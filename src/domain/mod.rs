//! Domain types for facebot.
//!
//! - Account / MediaItem: what the crawler discovers
//! - CatalogRecord / State: what the catalog persists
//! - Rect / Image: what flows through the face module

pub mod media;

// Re-export commonly used types
pub use media::{whole_seconds, Account, CatalogRecord, Image, MediaItem, Rect, State};
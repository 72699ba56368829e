//! Import from the legacy single-table media database.
//!
//! The legacy table had untyped columns
//! `(user_id, user_name, media_id, media_url, face_count)` and no state:
//! everything in it had already been posted, so imported rows are marked
//! used. Rows whose id is already cataloged are skipped.

use std::path::Path;

use chrono::DateTime;
use rusqlite::types::Value;
use rusqlite::{Connection, OpenFlags};

use crate::domain::{CatalogRecord, MediaItem, State};

use super::store::{contains, insert_record, CatalogError, CatalogStore};

/// Outcome of a legacy import
#[derive(Debug, Clone, Copy, Default, PartialEq, Eq)]
pub struct ImportReport {
    pub imported: usize,
    pub skipped: usize,
}

/// A row of the legacy `media` table
struct LegacyMedia {
    user_id: String,
    user_name: String,
    media_id: String,
    media_url: String,
    face_count: u32,
}

impl LegacyMedia {
    fn into_record(self) -> CatalogRecord {
        CatalogRecord {
            media: MediaItem {
                id: self.media_id,
                url: self.media_url,
                account_id: self.user_id,
                account_name: self.user_name,
                like_count: 0,
                posted_at: DateTime::default(),
            },
            face_count: self.face_count,
            state: State::Used,
        }
    }
}

/// Legacy ids were sometimes stored as integers
fn value_to_string(value: Value) -> String {
    match value {
        Value::Null => String::new(),
        Value::Integer(i) => i.to_string(),
        Value::Real(f) => f.to_string(),
        Value::Text(s) => s,
        Value::Blob(b) => String::from_utf8_lossy(&b).into_owned(),
    }
}

fn read_legacy(path: &Path) -> Result<Vec<LegacyMedia>, CatalogError> {
    let conn = Connection::open_with_flags(path, OpenFlags::SQLITE_OPEN_READ_ONLY)?;
    let mut stmt =
        conn.prepare("SELECT user_id, user_name, media_id, media_url, face_count FROM media")?;
    let rows = stmt
        .query_map([], |row| {
            let face_count: i64 = row.get(4)?;
            Ok(LegacyMedia {
                user_id: value_to_string(row.get(0)?),
                user_name: value_to_string(row.get(1)?),
                media_id: value_to_string(row.get(2)?),
                media_url: value_to_string(row.get(3)?),
                face_count: face_count.clamp(0, u32::MAX as i64) as u32,
            })
        })?
        .collect::<rusqlite::Result<Vec<_>>>()?;
    Ok(rows)
}

impl CatalogStore {
    /// Copy every row of a legacy database into this catalog
    pub fn import_legacy(&self, path: &Path) -> Result<ImportReport, CatalogError> {
        let legacy = read_legacy(path)?;

        let mut conn = self.lock()?;
        let tx = conn.transaction()?;
        let mut report = ImportReport::default();
        for media in legacy {
            if contains(&tx, &media.media_id)? {
                report.skipped += 1;
                continue;
            }
            insert_record(&tx, &media.into_record())?;
            report.imported += 1;
        }
        tx.commit()?;

        tracing::info!(
            imported = report.imported,
            skipped = report.skipped,
            "Imported legacy media from {}",
            path.display()
        );
        Ok(report)
    }
}

#[cfg(test)]
mod tests {
    use super::*;
    use tempfile::TempDir;

    fn legacy_db(dir: &TempDir) -> std::path::PathBuf {
        let path = dir.path().join("legacy.db");
        let conn = Connection::open(&path).unwrap();
        conn.execute_batch(
            "CREATE TABLE media (user_id, user_name, media_id, media_url, face_count);
             INSERT INTO media VALUES (42, 'alice', 'm1', 'https://cdn.example.com/m1.jpg', 3);
             INSERT INTO media VALUES ('u2', 'bob', 'm2', 'https://cdn.example.com/m2.jpg', 1);",
        )
        .unwrap();
        path
    }

    #[test]
    fn test_import_marks_rows_used() {
        let temp = TempDir::new().unwrap();
        let path = legacy_db(&temp);
        let store = CatalogStore::open_in_memory().unwrap();

        let report = store.import_legacy(&path).unwrap();
        assert_eq!(report, ImportReport { imported: 2, skipped: 0 });

        let rec = store.get("m1").unwrap();
        assert_eq!(rec.state, State::Used);
        assert_eq!(rec.media.account_id, "42");
        assert_eq!(rec.media.like_count, 0);
        assert_eq!(rec.face_count, 3);
    }

    #[test]
    fn test_import_twice_skips_existing() {
        let temp = TempDir::new().unwrap();
        let path = legacy_db(&temp);
        let store = CatalogStore::open_in_memory().unwrap();

        store.import_legacy(&path).unwrap();
        let report = store.import_legacy(&path).unwrap();
        assert_eq!(report, ImportReport { imported: 0, skipped: 2 });
        assert_eq!(store.count().unwrap(), 2);
    }
}
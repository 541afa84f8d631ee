#![allow(dead_code)]

use fake::faker::lorem::en::Word;
use fake::Fake;
use pipeline_core::domain::{experiment_sort_fields, Experiment, NewExperiment};
use pipeline_core::{PageTokenCodec, PaginationContext, ResourceManager};

pub const TEST_SECRET: &str = "storage-tests-secret-key";

pub fn codec() -> PageTokenCodec {
    PageTokenCodec::new(TEST_SECRET)
}

/// First-page context for experiments.
pub fn first_page(sort_by: &str, page_size: i32) -> PaginationContext {
    codec()
        .decode("", sort_by, page_size, &experiment_sort_fields())
        .expect("valid listing request")
}

/// A draft with a random, non-empty name.
pub fn random_draft() -> NewExperiment {
    let word: String = Word().fake();
    NewExperiment::new(format!("{}-{}", word, uuid::Uuid::new_v4().simple()))
}

/// Walks every page of a listing through encoded tokens, the way a client
/// would, and returns the names per page.
pub async fn collect_pages<M>(store: &M, sort_by: &str, page_size: i32) -> Vec<Vec<String>>
where
    M: ResourceManager<Experiment> + ?Sized,
{
    let fields = experiment_sort_fields();
    let mut context = first_page(sort_by, page_size);
    let mut pages = Vec::new();

    loop {
        let page = store.list(&context).await.expect("list succeeds");
        pages.push(page.items.iter().map(|e| e.name.clone()).collect());

        if !page.more_available {
            return pages;
        }
        let last = page.items.last().expect("non-empty page when more remain");
        let token = codec()
            .encode(&context.next_page(last).expect("cursor from last item"))
            .expect("token encodes");
        context = codec()
            .decode(&token, sort_by, 0, &fields)
            .expect("own token decodes");
    }
}
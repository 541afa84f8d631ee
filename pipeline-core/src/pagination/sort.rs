//! Allow-list of sortable fields for one resource kind.

use std::collections::BTreeMap;

use crate::error::{CoreError, Result};

use super::{SortDirection, SortOrder};

/// Maps API-visible field names to storage columns for one resource kind.
///
/// Client-supplied sort keys only ever reach the storage layer through
/// [`SortFields::resolve`], which returns the registered column.
#[derive(Debug, Clone, PartialEq, Eq)]
pub struct SortFields {
    resource: String,
    key_field: String,
    default_field: String,
    fields: BTreeMap<String, String>,
}

impl SortFields {
    /// Creates the mapping with the primary key registered as a sortable
    /// field and as the default sort.
    pub fn new(
        resource: impl Into<String>,
        key_field: impl Into<String>,
        key_column: impl Into<String>,
    ) -> Self {
        let key_field = key_field.into();
        let mut fields = BTreeMap::new();
        fields.insert(key_field.clone(), key_column.into());

        Self {
            resource: resource.into(),
            default_field: key_field.clone(),
            key_field,
            fields,
        }
    }

    /// Registers a sortable field.
    pub fn with_field(mut self, field: impl Into<String>, column: impl Into<String>) -> Self {
        self.fields.insert(field.into(), column.into());
        self
    }

    /// Selects the field used when the client does not ask for one. Unknown
    /// fields are ignored and the primary key stays the default.
    pub fn with_default(mut self, field: impl Into<String>) -> Self {
        let field = field.into();
        if self.fields.contains_key(&field) {
            self.default_field = field;
        }
        self
    }

    pub fn resource(&self) -> &str {
        &self.resource
    }

    pub fn key_column(&self) -> &str {
        // The key field is inserted in `new` and never removed.
        self.fields
            .get(&self.key_field)
            .map(String::as_str)
            .unwrap_or(self.key_field.as_str())
    }

    pub fn column_for(&self, field: &str) -> Option<&str> {
        self.fields.get(field).map(String::as_str)
    }

    pub fn field_names(&self) -> impl Iterator<Item = &str> {
        self.fields.keys().map(String::as_str)
    }

    /// Ascending order on the default field.
    pub fn default_order(&self) -> SortOrder {
        SortOrder {
            field: self.default_field.clone(),
            column: self
                .column_for(&self.default_field)
                .unwrap_or(self.key_column())
                .to_string(),
            direction: SortDirection::Ascending,
        }
    }

    /// Resolves a client `sort_by` string.
    ///
    /// Accepted forms are `""`, `"<field>"`, `"<field> asc"` and
    /// `"<field> desc"`; the direction keyword is case-insensitive.
    pub fn resolve(&self, sort_by: &str) -> Result<SortOrder> {
        let mut parts = sort_by.split_whitespace();
        let Some(field) = parts.next() else {
            return Ok(self.default_order());
        };

        let direction = match parts.next() {
            None => SortDirection::Ascending,
            Some(keyword) if keyword.eq_ignore_ascii_case("asc") => SortDirection::Ascending,
            Some(keyword) if keyword.eq_ignore_ascii_case("desc") => SortDirection::Descending,
            Some(keyword) => {
                return Err(CoreError::invalid_input(format!(
                    "Invalid sort direction '{}' in sort_by '{}'. Use 'asc' or 'desc'",
                    keyword, sort_by
                )));
            }
        };

        if parts.next().is_some() {
            return Err(CoreError::invalid_input(format!(
                "Invalid sort_by '{}'. Expected '<field>' or '<field> desc'",
                sort_by
            )));
        }

        let column = self.column_for(field).ok_or_else(|| {
            CoreError::invalid_input(format!(
                "Cannot sort {} by unsupported field '{}'. Supported fields: {}",
                self.resource,
                field,
                self.field_names().collect::<Vec<_>>().join(", ")
            ))
        })?;

        Ok(SortOrder {
            field: field.to_string(),
            column: column.to_string(),
            direction,
        })
    }
}
use serde::{Deserialize, Serialize};
use std::fmt;
use std::str::FromStr;
use uuid::Uuid;

use crate::error::CoreError;

/// Newtype pattern for ExperimentId
#[derive(Debug, Clone, Copy, Serialize, Deserialize, PartialEq, Eq, Hash, PartialOrd, Ord)]
#[serde(transparent)]
pub struct ExperimentId(pub Uuid);

impl ExperimentId {
    pub fn new() -> Self {
        Self(Uuid::new_v4())
    }

    pub fn from_uuid(uuid: Uuid) -> Self {
        Self(uuid)
    }

    pub fn as_uuid(&self) -> &Uuid {
        &self.0
    }
}

impl Default for ExperimentId {
    fn default() -> Self {
        Self::new()
    }
}

impl fmt::Display for ExperimentId {
    fn fmt(&self, f: &mut fmt::Formatter<'_>) -> fmt::Result {
        write!(f, "{}", self.0)
    }
}

impl FromStr for ExperimentId {
    type Err = CoreError;

    fn from_str(s: &str) -> Result<Self, Self::Err> {
        Uuid::parse_str(s)
            .map(Self)
            .map_err(|_| CoreError::invalid_input(format!("Invalid experiment id '{}'", s)))
    }
}

impl From<Uuid> for ExperimentId {
    fn from(uuid: Uuid) -> Self {
        Self(uuid)
    }
}

impl From<ExperimentId> for Uuid {
    fn from(id: ExperimentId) -> Self {
        id.0
    }
}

····················

- Task directions:
Check each line above for the string "rusqlite" and copy the ones that have it.

- Answer area:
use rusqlite::types::Value;
use rusqlite::{Connection, OpenFlags};
        .collect::<rusqlite::Result<Vec<_>>>()?;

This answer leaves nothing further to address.